Comm. 539, Prof. Gina Neff, Winter 2016
This class served as my introduction to STS. According to its course description, this class “focuses on the social, cultural and political implications of new communication and information technology.” Prof. Neff introduced the class as having a distinct position between STS and media and communication studies. The book Media Technologies, co-edited by UW professor Kirsten Foot (Gillespie et al., 2014), had recently been published with the express goal of bringing these fields into dialogue, and it provided several important readings for the class and for my own work. I remember taking this class more than a year into my doctoral studies and feeling both relief and excitement upon discovering the scholarly perspectives of STS. These were at once more critical than the engagement with technology from within urban planning and more rigorous and nuanced than much of the popular technology criticism that had shaped my thinking up to that point. While literature in media and communication studies was following the particular contours of the emerging technologies that I was interested in—social media, geolocation, and smartphones, among others—I was particularly encouraged by the broader historical approach of STS. Its “we’ve seen this kind of story before” perspective resonated with the long-view studies of urban history I was familiar with. My work is not historical, but I find such accounts helpful in countering overstated views that some new gadget is going to transform everything.

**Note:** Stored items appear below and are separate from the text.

//! Type resolution
//!
//! A resolver chain is built by wrapping: each dialect module decorates the
//! resolver it is given and defers whatever it does not recognize. Recursive
//! questions (the type of an operand, of a cast target, of a nested call) go
//! back through [`ResolveContext::root`], so the outermost decorator sees
//! them even when the question is asked deep inside a parent resolver.

pub mod postgres;

use crate::error::{Error, Result};
use crate::parser::ast::{Expr, FunctionCall, TypeName};
use crate::types::{DialectType, IntermediateType, same_type};

pub use postgres::PostgreSqlTypeResolver;

pub trait TypeResolver: Send + Sync {
    /// Types a boolean binary comparison accepts as operands, in priority order
    fn boolean_binary_candidate_types(&self) -> Vec<&'static dyn DialectType>;

    /// Type of a declared column
    fn definition_type(&self, type_name: &TypeName) -> Result<IntermediateType>;

    /// Type of an expression
    fn resolved_type(&self, expr: &Expr, cx: &ResolveContext<'_>) -> Result<IntermediateType>;

    /// Result type of a function call, `None` when no resolver knows it
    fn function_type(
        &self,
        call: &FunctionCall,
        cx: &ResolveContext<'_>,
    ) -> Result<Option<IntermediateType>>;

    /// Positional argument types of a function call, used to type bind
    /// arguments. `None` leaves each argument to its siblings.
    fn function_argument_types(&self, call: &FunctionCall) -> Option<Vec<IntermediateType>>;
}

/// A named relation visible to column references
#[derive(Debug, Clone)]
pub struct Relation {
    pub name: String,
    pub alias: Option<String>,
    pub columns: Vec<(String, IntermediateType)>,
}

impl Relation {
    fn answers_to(&self, qualifier: &str) -> bool {
        self.alias.as_deref() == Some(qualifier) || self.name == qualifier
    }
}

/// Columns visible to an expression
#[derive(Debug, Clone, Default)]
pub struct Scope {
    relations: Vec<Relation>,
}

impl Scope {
    pub fn new() -> Self {
        Scope::default()
    }

    pub fn with_relation(mut self, relation: Relation) -> Self {
        self.relations.push(relation);
        self
    }

    pub fn relations(&self) -> &[Relation] {
        &self.relations
    }

    pub fn lookup(&self, qualifier: Option<&str>, name: &str) -> Result<IntermediateType> {
        self.relations
            .iter()
            .filter(|relation| qualifier.is_none_or(|q| relation.answers_to(q)))
            .flat_map(|relation| relation.columns.iter())
            .find(|(column, _)| column == name)
            .map(|(_, ty)| ty.clone())
            .ok_or_else(|| match qualifier {
                Some(q) => Error::UnknownColumn(format!("{}.{}", q, name)),
                None => Error::UnknownColumn(name.to_string()),
            })
    }
}

/// What every resolver call can see: the full chain and the column scope
#[derive(Clone, Copy)]
pub struct ResolveContext<'a> {
    pub root: &'a dyn TypeResolver,
    pub scope: &'a Scope,
}

impl<'a> ResolveContext<'a> {
    pub fn new(root: &'a dyn TypeResolver, scope: &'a Scope) -> Self {
        ResolveContext { root, scope }
    }

    /// Resolve `expr` through the outermost resolver
    pub fn resolve(&self, expr: &Expr) -> Result<IntermediateType> {
        self.root.resolved_type(expr, self)
    }

    pub fn definition_type(&self, type_name: &TypeName) -> Result<IntermediateType> {
        self.root.definition_type(type_name)
    }

    pub fn function_type(&self, call: &FunctionCall) -> Result<Option<IntermediateType>> {
        self.root.function_type(call, self)
    }

    pub fn boolean_binary_candidate_types(&self) -> Vec<&'static dyn DialectType> {
        self.root.boolean_binary_candidate_types()
    }

    pub fn function_argument_types(&self, call: &FunctionCall) -> Option<Vec<IntermediateType>> {
        self.root.function_argument_types(call)
    }
}

/// The first candidate, in priority order, that any operand resolves to.
/// Placeholders (`NULL`, bind arguments) never decide; the result is
/// nullable when any operand is.
pub fn encapsulating_type(
    types: &[IntermediateType],
    candidates: &[&'static dyn DialectType],
) -> Option<IntermediateType> {
    let nullable = types.iter().any(|ty| ty.nullable);
    let found = candidates.iter().find(|candidate| {
        types
            .iter()
            .filter(|ty| !ty.is_placeholder())
            .any(|ty| same_type(ty.dialect_type, **candidate))
    })?;
    let ty = IntermediateType::new(*found);
    Some(if nullable { ty.as_nullable() } else { ty })
}

#[cfg(test)]
mod tests {
    use super::*;
    use crate::types::{PostgreSqlType, PrimitiveType};

    const NUMERIC: &[&dyn DialectType] = &[
        &PrimitiveType::Real,
        &PostgreSqlType::BigInt,
        &PostgreSqlType::Integer,
    ];

    #[test]
    fn test_encapsulating_type_follows_priority() {
        let types = [
            IntermediateType::new(&PostgreSqlType::Integer),
            IntermediateType::new(&PrimitiveType::Real).as_nullable(),
        ];
        let ty = encapsulating_type(&types, NUMERIC).unwrap();
        assert!(ty.is(&PrimitiveType::Real));
        assert!(ty.nullable);
    }

    #[test]
    fn test_encapsulating_type_skips_placeholders() {
        let types = [
            IntermediateType::new(&PrimitiveType::Argument),
            IntermediateType::new(&PostgreSqlType::BigInt),
        ];
        let ty = encapsulating_type(&types, NUMERIC).unwrap();
        assert_eq!(ty, IntermediateType::new(&PostgreSqlType::BigInt));

        let text = [IntermediateType::new(&PrimitiveType::Text)];
        assert!(encapsulating_type(&text, NUMERIC).is_none());
    }

    #[test]
    fn test_scope_lookup_by_alias_and_name() {
        let scope = Scope::new().with_relation(Relation {
            name: "items".to_string(),
            alias: Some("i".to_string()),
            columns: vec![("id".to_string(), IntermediateType::new(&PostgreSqlType::BigInt))],
        });
        assert!(scope.lookup(None, "id").is_ok());
        assert!(scope.lookup(Some("i"), "id").is_ok());
        assert!(scope.lookup(Some("items"), "id").is_ok());
        assert!(matches!(
            scope.lookup(Some("other"), "id"),
            Err(Error::UnknownColumn(name)) if name == "other.id"
        ));
    }
}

The class covered a broad territory. A few ideas were especially influential:
- Technological determinism and social constructivism. The technological determinist begins with a technology as a given, then asks how society is reconfigured in response to it. Although it is not necessarily stated explicitly, this assumption of technological drivers and a passive society underlies many utopian and dystopian accounts of new technologies. Proponents of the social construction of technology, on the other hand, point out that technologies do not simply appear ex nihilo, but are themselves products of contingent social and historical events and conditions that could have been otherwise. Although they are sometimes presented in opposition, there is productive work emerging with a hybrid approach drawing on each of these. STS is often associated with a SCOT approach that sets out to reveal how technology is really just people. Meanwhile, a recent turn to materiality in media studies and STS has shown how artifacts and their affordances can shape how people engage with information. (Christian Sandvig’s (2013) discussion of the internet as infrastructure helpfully examines the intersection of these perspectives). Within STS, Langdon Winner famously argued that artifacts continue to do political work even after the conditions of their social construction have passed.

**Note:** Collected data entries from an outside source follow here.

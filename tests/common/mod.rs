#![allow(dead_code)]

use vchord_dialect::compiler::{CompiledUnit, Compiler, Query};
use vchord_dialect::vector::VectorChordModule;

pub const SCHEMA: &str = "
CREATE TABLE items (
    id BIGSERIAL PRIMARY KEY,
    title TEXT NOT NULL,
    embedding VECTOR(3) NOT NULL,
    signature BIT(8)
);
";

/// Compile `sql` after the `items` schema with the VectorChord layer
pub fn compile(sql: &str) -> vchord_dialect::Result<CompiledUnit> {
    Compiler::new(&[&VectorChordModule]).compile(&format!("{}{}", SCHEMA, sql))
}

pub fn query<'a>(unit: &'a CompiledUnit, label: &str) -> &'a Query {
    unit.query(label)
        .unwrap_or_else(|| panic!("no query labelled {}", label))
}
//! Dialect modules
//!
//! A dialect module is one grammar layer plus one resolver decorator. The
//! order modules are applied in is the layer order: later modules install
//! their rules on top of earlier ones and wrap their resolvers.

pub mod loader;

use tracing::{debug, info};

use crate::error::{Error, Result};
use crate::grammar::Grammar;
use crate::resolver::{PostgreSqlTypeResolver, TypeResolver};

pub trait DialectModule: Send + Sync {
    /// Module name (e.g. "vectorchord", "point")
    fn name(&self) -> &'static str;

    /// Install this module's grammar rules
    fn setup(&self, grammar: &mut Grammar);

    /// Wrap `parent` with this module's resolver
    fn type_resolver(&self, parent: Box<dyn TypeResolver>) -> Box<dyn TypeResolver>;
}

/// Every module linked into the binary, in name order
pub fn available_modules() -> Vec<&'static dyn DialectModule> {
    #[cfg(feature = "extensions")]
    let modules = loader::registered_modules();
    #[cfg(not(feature = "extensions"))]
    let modules: Vec<&'static dyn DialectModule> = vec![&crate::vector::VectorChordModule::INSTANCE];
    modules
}

/// Resolve module names to modules, keeping the given order.
///
/// `None` selects every available module.
pub fn select_modules(enabled: Option<&[String]>) -> Result<Vec<&'static dyn DialectModule>> {
    let available = available_modules();
    let Some(enabled) = enabled else {
        return Ok(available);
    };

    let mut selected: Vec<&'static dyn DialectModule> = Vec::with_capacity(enabled.len());
    for name in enabled {
        let module = available
            .iter()
            .find(|module| module.name().eq_ignore_ascii_case(name))
            .ok_or_else(|| Error::UnknownModule(name.clone()))?;
        if selected.iter().any(|m| m.name() == module.name()) {
            debug!("Skipping duplicate module: {}", module.name());
            continue;
        }
        selected.push(*module);
    }
    Ok(selected)
}

/// Install every module's rules into `grammar`, first module lowest
pub fn install_modules(grammar: &mut Grammar, modules: &[&dyn DialectModule]) {
    for module in modules {
        info!("Installing dialect module: {}", module.name());
        module.setup(grammar);
    }
}

/// Decorate the base PostgreSQL resolver with every module, last module
/// outermost
pub fn resolver_chain(modules: &[&dyn DialectModule]) -> Box<dyn TypeResolver> {
    modules.iter().fold(
        Box::new(PostgreSqlTypeResolver) as Box<dyn TypeResolver>,
        |parent, module| module.type_resolver(parent),
    )
}

#[cfg(test)]
mod tests {
    use super::*;

    #[test]
    fn test_vectorchord_is_available() {
        assert!(available_modules().iter().any(|m| m.name() == "vectorchord"));
    }

    #[test]
    fn test_select_unknown_module() {
        let enabled = vec!["postgis".to_string()];
        assert!(matches!(
            select_modules(Some(&enabled)),
            Err(Error::UnknownModule(name)) if name == "postgis"
        ));
    }

    #[test]
    fn test_select_deduplicates() {
        let enabled = vec!["vectorchord".to_string(), "VectorChord".to_string()];
        let modules = select_modules(Some(&enabled)).unwrap();
        assert_eq!(modules.len(), 1);
    }
}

- Actor-Network Theory and materiality. These kinds of questions about the relationship between things, individuals, and ideas was at the foundation of the development of actor-network theory. ANT, associated with Bruno Latour, Michel Callon, and John Law, rejects ideas of abstract “social” forces and instead looks to particular relationships between concrete actors. Actors can be people or things, and ANT gives us the difficult proposition that things have agency. Working in a different vein, new materialists like Jane Bennett (2009) examine how material objects do things in the world in ways that we easily overlook.

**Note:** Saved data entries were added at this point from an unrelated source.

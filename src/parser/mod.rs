pub mod ast;
pub mod base;
pub mod lexer;

use std::collections::HashMap;

use tracing::{debug, warn};

use crate::error::{Error, Result};
use crate::grammar::{ExtensionPoint, Grammar, Production};
use ast::{Expr, IndexMethod, NamedStatement, StorageParameter, TypeName};
use lexer::Token;

/// Parse every statement in `sql` against `grammar`.
pub fn parse(sql: &str, grammar: &Grammar) -> Result<Vec<NamedStatement>> {
    let tokens = lexer::tokenize(sql)?;
    let mut parser = Parser::new(&tokens, grammar);
    parser.parse_statements()
}

/// Saved parser state for backtracking
#[derive(Debug, Clone, Copy, PartialEq, Eq, Hash)]
pub struct Checkpoint {
    pos: usize,
    args: usize,
}

/// Recursive-descent cursor over a token stream.
///
/// Productions at extension points go through the grammar's rule chains;
/// everything else is the base grammar in [`base`].
pub struct Parser<'a> {
    tokens: &'a [Token],
    pos: usize,
    args: usize,
    grammar: &'a Grammar,
    operands: HashMap<Checkpoint, (Result<Expr>, Checkpoint)>,
}

impl<'a> Parser<'a> {
    pub fn new(tokens: &'a [Token], grammar: &'a Grammar) -> Self {
        Parser {
            tokens,
            pos: 0,
            args: 0,
            grammar,
            operands: HashMap::new(),
        }
    }

    pub fn grammar(&self) -> &'a Grammar {
        self.grammar
    }

    pub fn position(&self) -> usize {
        self.pos
    }

    pub fn checkpoint(&self) -> Checkpoint {
        Checkpoint {
            pos: self.pos,
            args: self.args,
        }
    }

    pub fn rewind(&mut self, checkpoint: Checkpoint) {
        self.pos = checkpoint.pos;
        self.args = checkpoint.args;
    }

    /// Run `f`, rewinding if it yields `None`
    pub fn attempt<T>(&mut self, f: impl FnOnce(&mut Self) -> Option<T>) -> Option<T> {
        let start = self.checkpoint();
        let result = f(self);
        if result.is_none() {
            self.rewind(start);
        }
        result
    }

    pub fn is_exhausted(&self) -> bool {
        self.pos >= self.tokens.len()
    }

    pub fn peek(&self) -> Option<&'a Token> {
        self.tokens.get(self.pos)
    }

    pub fn peek_nth(&self, n: usize) -> Option<&'a Token> {
        self.tokens.get(self.pos + n)
    }

    pub fn next_token(&mut self) -> Option<&'a Token> {
        let token = self.tokens.get(self.pos);
        if token.is_some() {
            self.pos += 1;
        }
        token
    }

    /// Allocate the next bind argument position
    pub fn next_argument(&mut self) -> usize {
        let index = self.args;
        self.args += 1;
        index
    }

    pub fn error(&self, message: impl Into<String>) -> Error {
        let found = match self.peek() {
            Some(token) => format!("`{}`", token),
            None => "end of input".to_string(),
        };
        Error::parse(format!("{}, found {}", message.into(), found), self.pos)
    }

    pub fn consume(&mut self, token: &Token) -> bool {
        if self.peek() == Some(token) {
            self.pos += 1;
            true
        } else {
            false
        }
    }

    pub fn expect(&mut self, token: &Token) -> Result<()> {
        if self.consume(token) {
            Ok(())
        } else {
            Err(self.error(format!("expected `{}`", token)))
        }
    }

    pub fn is_keyword(&self, keyword: &str) -> bool {
        self.is_keyword_at(0, keyword)
    }

    pub fn is_keyword_at(&self, n: usize, keyword: &str) -> bool {
        matches!(
            self.peek_nth(n),
            Some(Token::Word { value, quoted: false }) if value.eq_ignore_ascii_case(keyword)
        )
    }

    pub fn parse_keyword(&mut self, keyword: &str) -> bool {
        if self.is_keyword(keyword) {
            self.pos += 1;
            true
        } else {
            false
        }
    }

    /// Consume all of `keywords` in order, or none of them
    pub fn parse_keywords(&mut self, keywords: &[&str]) -> bool {
        if keywords
            .iter()
            .enumerate()
            .all(|(n, keyword)| self.is_keyword_at(n, keyword))
        {
            self.pos += keywords.len();
            true
        } else {
            false
        }
    }

    pub fn expect_keyword(&mut self, keyword: &str) -> Result<()> {
        if self.parse_keyword(keyword) {
            Ok(())
        } else {
            Err(self.error(format!("expected {}", keyword.to_uppercase())))
        }
    }

    pub fn is_operator(&self, op: &str) -> bool {
        matches!(self.peek(), Some(Token::Operator(found)) if found == op)
    }

    pub fn parse_operator(&mut self, op: &str) -> bool {
        if self.is_operator(op) {
            self.pos += 1;
            true
        } else {
            false
        }
    }

    /// Identifier, folded to lower case unless quoted
    pub fn parse_identifier_opt(&mut self) -> Option<String> {
        match self.peek() {
            Some(Token::Word { value, quoted: true }) => {
                self.pos += 1;
                Some(value.clone())
            }
            Some(Token::Word { value, quoted: false }) => {
                self.pos += 1;
                Some(value.to_lowercase())
            }
            _ => None,
        }
    }

    pub fn parse_identifier(&mut self) -> Result<String> {
        self.parse_identifier_opt()
            .ok_or_else(|| self.error("expected identifier"))
    }

    /// Try the extension point's rule chain, newest first, then the base
    /// production. Rewinds on every miss.
    pub fn production(&mut self, point: ExtensionPoint) -> Option<Production> {
        let grammar = self.grammar;
        let start = self.checkpoint();

        for rule in grammar.rules(point) {
            match rule.parse(self) {
                Some(found) if found.point() == point => {
                    debug!(point = %point, layer = rule.layer(), "rule matched");
                    return Some(found);
                }
                Some(found) => {
                    warn!(
                        point = %point,
                        layer = rule.layer(),
                        produced = %found.point(),
                        "ignoring production for another extension point"
                    );
                }
                None => {}
            }
            self.rewind(start);
        }

        let found = base::production(self, point);
        if found.is_none() {
            self.rewind(start);
        }
        found
    }

    pub fn type_name(&mut self) -> Option<TypeName> {
        self.production(ExtensionPoint::TypeName)
            .and_then(Production::into_type_name)
    }

    pub fn extension_expr(&mut self) -> Option<Expr> {
        self.production(ExtensionPoint::ExtensionExpr)
            .and_then(Production::into_expr)
    }

    pub fn index_method(&mut self) -> Option<IndexMethod> {
        self.production(ExtensionPoint::IndexMethod)
            .and_then(Production::into_index_method)
    }

    pub fn storage_parameter(&mut self) -> Option<StorageParameter> {
        self.production(ExtensionPoint::StorageParameter)
            .and_then(Production::into_storage_parameter)
    }

    pub fn storage_parameters(&mut self) -> Option<Vec<StorageParameter>> {
        self.production(ExtensionPoint::StorageParameters)
            .and_then(Production::into_storage_parameters)
    }
}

- Design-in-use. This idea challenges the notion that there is one group of people who produce technologies and a separate group who use them. Several classic STS studies show how users of technologies co-produce those technologies in historically contingent ways (e.g., Kline & Pinch, 1996). Within design professions, people like Donald Norman (Norman, 1999) have pointed out that changes in people’s uses of technology do not necessarily reflect the changes in designers’ production and intentions. The work of Lucy Suchman and others beginning from feminist standpoint theory has sought to locate the forms and meanings of technologies in the particular and the situated conditions of use, rather than in a producer’s abstracted view from nowhere (Suchman, 1993). This works speaks to a primary objective of my dissertation, understanding the agency of technology users in shaping their own thinking and behavior together with technological tools.
Products
I produced several reading reflections for the class, several of which sought connections between the assigned readings and my own understanding of urbanism. I also led a class discussion on Nicole Starosielski’s The Undersea Network (Starosielski, 2015), which is a good example of an ANT-influenced study of overlooked infrastructure, specifically the thousands of miles of cables carrying internet signals across the ocean floor. Especially important in her work is her attention to the role of discourse in perpetuating views of the internet as immaterial and internet infrastructure as friction-free.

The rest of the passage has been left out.